▸ Task material:
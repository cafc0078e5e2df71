//! File system utilities for bundling.
//!
//! Provides idempotent directory and file operations with path-aware errors,
//! and the file name sanitizer used for volume and artifact names.

use crate::bundler::error::{ErrorExt, Result};
use std::{io, path::Path};
use tokio::fs;

/// Longest file name, in bytes, accepted by HFS+/APFS.
const MAX_FILE_NAME_BYTES: usize = 255;

/// Characters that are invalid in file names on at least one supported platform.
const ILLEGAL_CHARS: &[char] = &['/', '\\', '?', '<', '>', ':', '*', '|', '"'];

/// Makes `name` safe for use as a file or volume name.
///
/// Removes path separators, reserved characters and control characters,
/// drops trailing dots and spaces, rejects the relative names `.` and `..`,
/// and truncates to 255 bytes on a character boundary.
///
/// # Examples
///
/// ```
/// use kodegen_bundler_dmg::bundler::utils::fs::sanitize_file_name;
///
/// assert_eq!(sanitize_file_name("My: App/1.0?"), "My App1.0");
/// ```
pub fn sanitize_file_name(name: &str) -> String {
    let cleaned: String = name
        .chars()
        .filter(|c| !ILLEGAL_CHARS.contains(c) && !c.is_control())
        .collect();

    let trimmed = cleaned.trim_end_matches(['.', ' ']);
    if trimmed.is_empty() {
        return String::new();
    }

    let mut end = trimmed.len().min(MAX_FILE_NAME_BYTES);
    while !trimmed.is_char_boundary(end) {
        end -= 1;
    }
    trimmed[..end].to_string()
}

/// Creates all of the directories of the specified path, erasing it first if specified.
pub async fn create_dir_all(path: &Path, erase: bool) -> Result<()> {
    if erase {
        // Try removal, ignore NotFound (idempotent)
        match fs::remove_dir_all(path).await {
            Ok(()) => {}
            Err(e) if e.kind() == io::ErrorKind::NotFound => {}
            Err(e) => return Err(e).fs_context("removing directory", path),
        }
    }

    fs::create_dir_all(path)
        .await
        .fs_context("creating directory", path)
}

/// Removes a file if it exists.
pub async fn remove_file_if_exists(path: &Path) -> Result<()> {
    match fs::remove_file(path).await {
        Ok(()) => Ok(()),
        Err(e) if e.kind() == io::ErrorKind::NotFound => Ok(()), // Idempotent
        Err(e) => Err(e).fs_context("removing file", path),
    }
}
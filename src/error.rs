//! Error types for the command line front end.
//!
//! Library errors live in [`crate::bundler::Error`]; this module wraps them
//! together with manifest and argument errors for the binary.

use std::path::PathBuf;
use thiserror::Error;

/// Result type alias for CLI operations
pub type Result<T> = std::result::Result<T, BundlerError>;

/// Main error type for the CLI
#[derive(Error, Debug)]
pub enum BundlerError {
    /// CLI argument and manifest errors
    #[error("CLI error: {0}")]
    Cli(#[from] CliError),

    /// IO errors
    #[error("IO error: {0}")]
    Io(#[from] std::io::Error),

    /// JSON serialization errors
    #[error("JSON error: {0}")]
    Json(#[from] serde_json::Error),

    /// TOML parsing errors
    #[error("TOML error: {0}")]
    Toml(#[from] toml::de::Error),

    /// DMG target errors
    #[error("Bundler error: {0}")]
    Bundler(#[from] crate::bundler::Error),

    /// Generic errors from anyhow
    #[error("{0}")]
    Anyhow(#[from] anyhow::Error),
}

/// CLI-specific errors
#[derive(Error, Debug)]
pub enum CliError {
    /// Invalid command line arguments
    #[error("Invalid arguments: {reason}")]
    InvalidArguments {
        /// Reason for the error
        reason: String,
    },

    /// Manifest could not be read or is missing required fields
    #[error("Invalid manifest {}: {reason}", .path.display())]
    InvalidManifest {
        /// Manifest path
        path: PathBuf,
        /// Reason for the error
        reason: String,
    },
}

impl BundlerError {
    /// Whether this error comes from configuration rather than a tool run.
    pub fn is_configuration_error(&self) -> bool {
        match self {
            BundlerError::Cli(_) | BundlerError::Toml(_) => true,
            BundlerError::Bundler(e) => e.is_configuration_error(),
            _ => false,
        }
    }
}
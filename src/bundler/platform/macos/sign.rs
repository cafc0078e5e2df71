//! Code signing for disk images.
//!
//! Finds a signing identity with `security find-identity` and signs the
//! finished image with `codesign`. Missing identities and disabled signing
//! are not errors: the image is left unsigned and the build continues.

use crate::bundler::{
    Result, Settings,
    builder::{
        CommandSpec, ProcessRunner,
        tool_detection::{CODESIGN, SECURITY},
    },
    settings::SigningIdentity,
};
use regex::Regex;
use std::path::{Path, PathBuf};
use std::sync::LazyLock;

/// Certificate type searched first.
pub const DEVELOPER_ID_APPLICATION: &str = "Developer ID Application";

/// Certificate type searched when no Developer ID identity matches.
pub const MAC_DEVELOPER: &str = "Mac Developer";

/// Environment variable supplying the qualifier when none is configured.
pub const IDENTITY_NAME_ENV: &str = "CSC_NAME";

/// Environment variable supplying the keychain when none is configured.
pub const KEYCHAIN_ENV: &str = "CSC_KEYCHAIN";

/// Qualifier requesting an ad-hoc signature.
pub const AD_HOC_IDENTITY: &str = "-";

const KNOWN_CERT_TYPES: &[&str] = &[
    DEVELOPER_ID_APPLICATION,
    MAC_DEVELOPER,
    "Apple Development",
    "Apple Distribution",
    "3rd Party Mac Developer Application",
    "Developer ID Installer",
];

static IDENTITY_LINE: LazyLock<Regex> = LazyLock::new(|| {
    Regex::new(r#"^\s*\d+\)\s+([0-9A-Fa-f]{40})\s+"(.+)"\s*$"#)
        .expect("identity pattern is valid")
});

/// A code signing identity resolved from the keychain.
#[derive(Clone, Debug, PartialEq, Eq)]
pub struct CodeSigningIdentity {
    /// Certificate type the identity was found under
    pub cert_type: String,
    /// Qualifier it was matched with
    pub qualifier: Option<String>,
    /// Full certificate common name
    pub name: String,
    /// SHA-1 hash passed to `codesign --sign`
    pub hash: String,
    /// Keychain the identity was found in
    pub keychain: Option<PathBuf>,
}

/// Parses `security find-identity` output into `(hash, name)` pairs.
pub fn parse_identities(output: &str) -> Vec<(String, String)> {
    output
        .lines()
        .filter_map(|line| IDENTITY_LINE.captures(line))
        .map(|caps| (caps[1].to_ascii_uppercase(), caps[2].to_string()))
        .collect()
}

/// Whether the identity `name`/`hash` is of `cert_type` and matches `qualifier`.
///
/// A qualifier may be the identity hash, the full common name including a
/// certificate type prefix, or the start of the name after the prefix.
/// `"ACME"` matches `"Developer ID Application: ACME Corp (TEAM123456)"`;
/// `"Corp"` does not.
pub fn identity_matches(name: &str, hash: &str, cert_type: &str, qualifier: Option<&str>) -> bool {
    let Some(rest) = name
        .strip_prefix(cert_type)
        .and_then(|r| r.strip_prefix(": "))
    else {
        return false;
    };

    let Some(qualifier) = qualifier.map(str::trim).filter(|q| !q.is_empty()) else {
        return true;
    };

    if qualifier.eq_ignore_ascii_case(hash) {
        return true;
    }

    match qualifier.split_once(": ") {
        Some((prefix, qualified_name)) if KNOWN_CERT_TYPES.contains(&prefix) => {
            prefix == cert_type && rest == qualified_name
        }
        _ => rest.starts_with(qualifier),
    }
}

/// Searches the keychain for an identity of `cert_type` matching `qualifier`.
///
/// A failing `security` invocation is reported as "no identity".
pub async fn find_identity<R: ProcessRunner>(
    runner: &R,
    cert_type: &str,
    qualifier: Option<&str>,
    keychain: Option<&Path>,
) -> Result<Option<CodeSigningIdentity>> {
    let mut command = CommandSpec::new(SECURITY)
        .arg("find-identity")
        .arg("-v")
        .arg("-p")
        .arg("codesigning");
    if let Some(keychain) = keychain {
        command = command.path_arg(keychain)?;
    }

    let output = runner.run(&command).await?;
    if !output.success() {
        log::warn!(
            "Could not list signing identities ({}): {}",
            output.code.map_or_else(|| "signal".to_string(), |c| c.to_string()),
            output.stderr.trim()
        );
        return Ok(None);
    }

    let found = parse_identities(&output.stdout)
        .into_iter()
        .find(|(hash, name)| identity_matches(name, hash, cert_type, qualifier))
        .map(|(hash, name)| CodeSigningIdentity {
            cert_type: cert_type.to_string(),
            qualifier: qualifier.map(str::to_string),
            name,
            hash,
            keychain: keychain.map(Path::to_path_buf),
        });

    Ok(found)
}

/// Qualifier to sign with. `None` means signing is disabled.
fn signing_qualifier(settings: &Settings) -> Option<Option<String>> {
    match &settings.macos_settings().identity {
        SigningIdentity::Disabled => None,
        SigningIdentity::Named(name) => Some(Some(name.clone())),
        SigningIdentity::Auto => Some(
            std::env::var(IDENTITY_NAME_ENV)
                .ok()
                .filter(|name| !name.trim().is_empty()),
        ),
    }
}

/// Keychain to search and sign with.
///
/// A bare name such as `build.keychain` is passed through for `security` to
/// look up in its keychain directories. Paths with a separator, and names
/// that exist relative to the project, resolve against the project root.
fn signing_keychain(settings: &Settings) -> Result<Option<PathBuf>> {
    let keychain = settings
        .macos_settings()
        .keychain
        .clone()
        .or_else(|| std::env::var_os(KEYCHAIN_ENV).filter(|k| !k.is_empty()).map(PathBuf::from));

    let Some(keychain) = keychain else {
        return Ok(None);
    };

    let is_bare_name = keychain.components().count() == 1 && !keychain.is_absolute();
    if is_bare_name && !settings.project_dir().join(&keychain).exists() {
        return Ok(Some(keychain));
    }

    settings.resolve_path(&keychain).map(Some)
}

/// Resolves the identity to sign with, trying Developer ID then Mac Developer.
async fn resolve_identity<R: ProcessRunner>(
    runner: &R,
    qualifier: Option<&str>,
    keychain: Option<&Path>,
) -> Result<Option<CodeSigningIdentity>> {
    if qualifier == Some(AD_HOC_IDENTITY) {
        return Ok(Some(CodeSigningIdentity {
            cert_type: "ad-hoc".to_string(),
            qualifier: qualifier.map(str::to_string),
            name: AD_HOC_IDENTITY.to_string(),
            hash: AD_HOC_IDENTITY.to_string(),
            keychain: keychain.map(Path::to_path_buf),
        }));
    }

    for cert_type in [DEVELOPER_ID_APPLICATION, MAC_DEVELOPER] {
        if let Some(identity) = find_identity(runner, cert_type, qualifier, keychain).await? {
            return Ok(Some(identity));
        }
        log::debug!(
            "No \"{}\" identity matching {:?}",
            cert_type,
            qualifier.unwrap_or("<any>")
        );
    }

    Ok(None)
}

/// Signs the disk image at `artifact_path`.
///
/// Returns `Ok(false)` without running `codesign` when signing is not allowed
/// in this environment, when the identity is explicitly disabled, or when no
/// matching identity exists.
///
/// # Errors
/// Propagates spawn failures and a non-zero `codesign` exit.
pub async fn sign_dmg<R: ProcessRunner>(
    runner: &R,
    settings: &Settings,
    artifact_path: &Path,
) -> Result<bool> {
    if !settings.signing_allowed() {
        log::info!("Code signing is not allowed in this environment, skipping DMG signing");
        return Ok(false);
    }

    let Some(qualifier) = signing_qualifier(settings) else {
        log::info!("macOS identity is explicitly disabled, skipping DMG signing");
        return Ok(false);
    };

    let keychain = signing_keychain(settings)?;
    let Some(identity) =
        resolve_identity(runner, qualifier.as_deref(), keychain.as_deref()).await?
    else {
        log::warn!(
            "No valid \"{}\" or \"{}\" identity found{}, DMG will not be signed",
            DEVELOPER_ID_APPLICATION,
            MAC_DEVELOPER,
            qualifier
                .as_deref()
                .map(|q| format!(" for {q:?}"))
                .unwrap_or_default()
        );
        return Ok(false);
    };

    let mut command = CommandSpec::new(CODESIGN)
        .arg("--sign")
        .arg(identity.hash.as_str());
    if let Some(keychain) = &identity.keychain {
        command = command.arg("--keychain").path_arg(keychain)?;
    }
    let command = command.path_arg(artifact_path)?;

    log::info!("Signing DMG with \"{}\"", identity.name);
    runner.run(&command).await?.check(&command)?;
    log::info!("✓ Signed DMG: {}", artifact_path.display());

    Ok(true)
}
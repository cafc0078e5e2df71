//! Configuration structures for the DMG target.
//!
//! This module provides the configuration types read from
//! `[package.metadata.bundle]`, package metadata, and the builder used to
//! assemble them into [`Settings`].

mod arch;
mod builder;
mod bundle;
mod compression;
mod core;
mod macos;
mod package;

// Re-export all public types
pub use arch::{Arch, arch_suffix};
pub use builder::SettingsBuilder;
pub use bundle::BundleSettings;
pub use compression::CompressionLevel;
pub use core::{
    DEFAULT_BACKGROUND_FILE, IDENTITY_AUTO_DISCOVERY_ENV, Settings,
    signing_allowed_by_environment,
};
pub use macos::{
    DmgContent, DmgContentType, DmgFormat, DmgSettings, DmgWindow, MacOsSettings,
    SigningIdentity,
};
pub use package::PackageSettings;
//! Disk image creation using dmgbuild.
//!
//! Runs the external builder with the rendered settings script. The builder
//! runs from the vendored resource directory, when there is one, under a fixed
//! UTF-8 C locale so volume names encode the same way on every host.

use crate::bundler::{
    Result, Settings,
    builder::{CommandSpec, ProcessRunner, tool_detection::resolve_dmgbuild},
};
use std::path::{Path, PathBuf};

/// Locale forced on the builder process.
pub const BUILD_LOCALE: &str = "C.UTF-8";

/// Builds the `dmgbuild` invocation.
///
/// `<dmgbuild> -s <settings> -D app=<app> <volume name> <artifact>`
pub fn dmgbuild_command(
    program: PathBuf,
    settings_script: &Path,
    app_path: &Path,
    volume_name: &str,
    artifact_path: &Path,
    vendor_dir: Option<&Path>,
) -> Result<CommandSpec> {
    let Some(app) = app_path.to_str() else {
        crate::bail!(
            "Invalid app bundle path (contains non-UTF8 characters): {}",
            app_path.display()
        );
    };

    let command = CommandSpec::new(program)
        .arg("-s")
        .path_arg(settings_script)?
        .arg("-D")
        .arg(format!("app={app}"))
        .arg(volume_name)
        .path_arg(artifact_path)?
        .env("LC_ALL", BUILD_LOCALE)
        .env("LANG", BUILD_LOCALE);

    Ok(match vendor_dir {
        Some(dir) => command.current_dir(dir),
        None => command,
    })
}

/// Create the DMG at `artifact_path` from `app_path`.
///
/// # Errors
/// - [`ToolNotFound`](crate::bundler::Error::ToolNotFound) if dmgbuild cannot be located
/// - [`CommandFailed`](crate::bundler::Error::CommandFailed) if it cannot be spawned
/// - [`ToolFailed`](crate::bundler::Error::ToolFailed) if it exits non-zero
pub async fn create_dmg<R: ProcessRunner>(
    runner: &R,
    settings: &Settings,
    settings_script: &Path,
    app_path: &Path,
    volume_name: &str,
    artifact_path: &Path,
) -> Result<()> {
    let program = resolve_dmgbuild(settings)?;
    let vendor_dir = Some(settings.vendor_dir()).filter(|dir| dir.is_dir());
    if vendor_dir.is_none() {
        log::debug!(
            "Vendor directory {} not found, running dmgbuild from the current directory",
            settings.vendor_dir().display()
        );
    }
    let command = dmgbuild_command(
        program,
        settings_script,
        app_path,
        volume_name,
        artifact_path,
        vendor_dir,
    )?;

    log::info!("Creating DMG \"{}\"...", volume_name);
    runner.run(&command).await?.check(&command)?;
    log::info!("✓ Created DMG: {}", artifact_path.display());

    Ok(())
}
//! DMG target for packaging macOS applications.
//!
//! - [`settings`] - Configuration types and the [`SettingsBuilder`]
//! - [`builder`] - Process execution, tool lookup, events and update info
//! - [`platform`] - The DMG target and code signing
//! - [`utils`] - File system helpers
//!
//! # Example
//!
//! ```no_run
//! use kodegen_bundler_dmg::bundler::{
//!     Arch, DmgTarget, LogEventSink, PackageSettings, SettingsBuilder, TokioProcessRunner,
//! };
//! use std::path::Path;
//!
//! # async fn example() -> kodegen_bundler_dmg::bundler::Result<()> {
//! let settings = SettingsBuilder::new()
//!     .project_dir(".")
//!     .package_settings(PackageSettings {
//!         name: "my-app".into(),
//!         version: "1.0.0".into(),
//!         ..Default::default()
//!     })
//!     .build()?;
//!
//! let sink = LogEventSink;
//! let target = DmgTarget::new(&settings, TokioProcessRunner, &sink, "target/dmg")?;
//! let created = target.build(Path::new("target/My App.app"), Arch::Arm64).await?;
//! println!("{}", created.file_path.display());
//! # Ok(())
//! # }
//! ```

pub mod builder;
pub mod error;
pub mod platform;
pub mod settings;
pub mod utils;

pub use builder::{
    ArtifactBuildStarted, ArtifactCreated, ArtifactEventSink, CommandSpec, LogEventSink,
    ProcessOutput, ProcessRunner, TokioProcessRunner, UpdateInfo,
};
pub use error::{Error, Result};
pub use platform::macos::dmg::{DmgTarget, ResolvedDmgOptions};
pub use settings::{
    Arch, BundleSettings, CompressionLevel, DmgContent, DmgContentType, DmgFormat, DmgSettings,
    DmgWindow, MacOsSettings, PackageSettings, Settings, SettingsBuilder, SigningIdentity,
    arch_suffix,
};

▸ What to do: Restate word for word the lines above, beginning at the first one and ending at the line that carries "pub async fn remove_file_if_exists(path: &Path)".

▸ Solved problem:
repository cafc0078e5e2df71
//! File system utilities for bundling.
//!
//! Provides idempotent directory and file operations with path-aware errors,
//! and the file name sanitizer used for volume and artifact names.

use crate::bundler::error::{ErrorExt, Result};
use std::{io, path::Path};
use tokio::fs;

/// Longest file name, in bytes, accepted by HFS+/APFS.
const MAX_FILE_NAME_BYTES: usize = 255;

/// Characters that are invalid in file names on at least one supported platform.
const ILLEGAL_CHARS: &[char] = &['/', '\\', '?', '<', '>', ':', '*', '|', '"'];

/// Makes `name` safe for use as a file or volume name.
///
/// Removes path separators, reserved characters and control characters,
/// drops trailing dots and spaces, rejects the relative names `.` and `..`,
/// and truncates to 255 bytes on a character boundary.
///
/// # Examples
///
/// ```
/// use kodegen_bundler_dmg::bundler::utils::fs::sanitize_file_name;
///
/// assert_eq!(sanitize_file_name("My: App/1.0?"), "My App1.0");
/// ```
pub fn sanitize_file_name(name: &str) -> String {
    let cleaned: String = name
        .chars()
        .filter(|c| !ILLEGAL_CHARS.contains(c) && !c.is_control())
        .collect();

    let trimmed = cleaned.trim_end_matches(['.', ' ']);
    if trimmed.is_empty() {
        return String::new();
    }

    let mut end = trimmed.len().min(MAX_FILE_NAME_BYTES);
    while !trimmed.is_char_boundary(end) {
        end -= 1;
    }
    trimmed[..end].to_string()
}

/// Creates all of the directories of the specified path, erasing it first if specified.
pub async fn create_dir_all(path: &Path, erase: bool) -> Result<()> {
    if erase {
        // Try removal, ignore NotFound (idempotent)
        match fs::remove_dir_all(path).await {
            Ok(()) => {}
            Err(e) if e.kind() == io::ErrorKind::NotFound => {}
            Err(e) => return Err(e).fs_context("removing directory", path),
        }
    }

    fs::create_dir_all(path)
        .await
        .fs_context("creating directory", path)
}

/// Removes a file if it exists.
pub async fn remove_file_if_exists(path: &Path) -> Result<()> {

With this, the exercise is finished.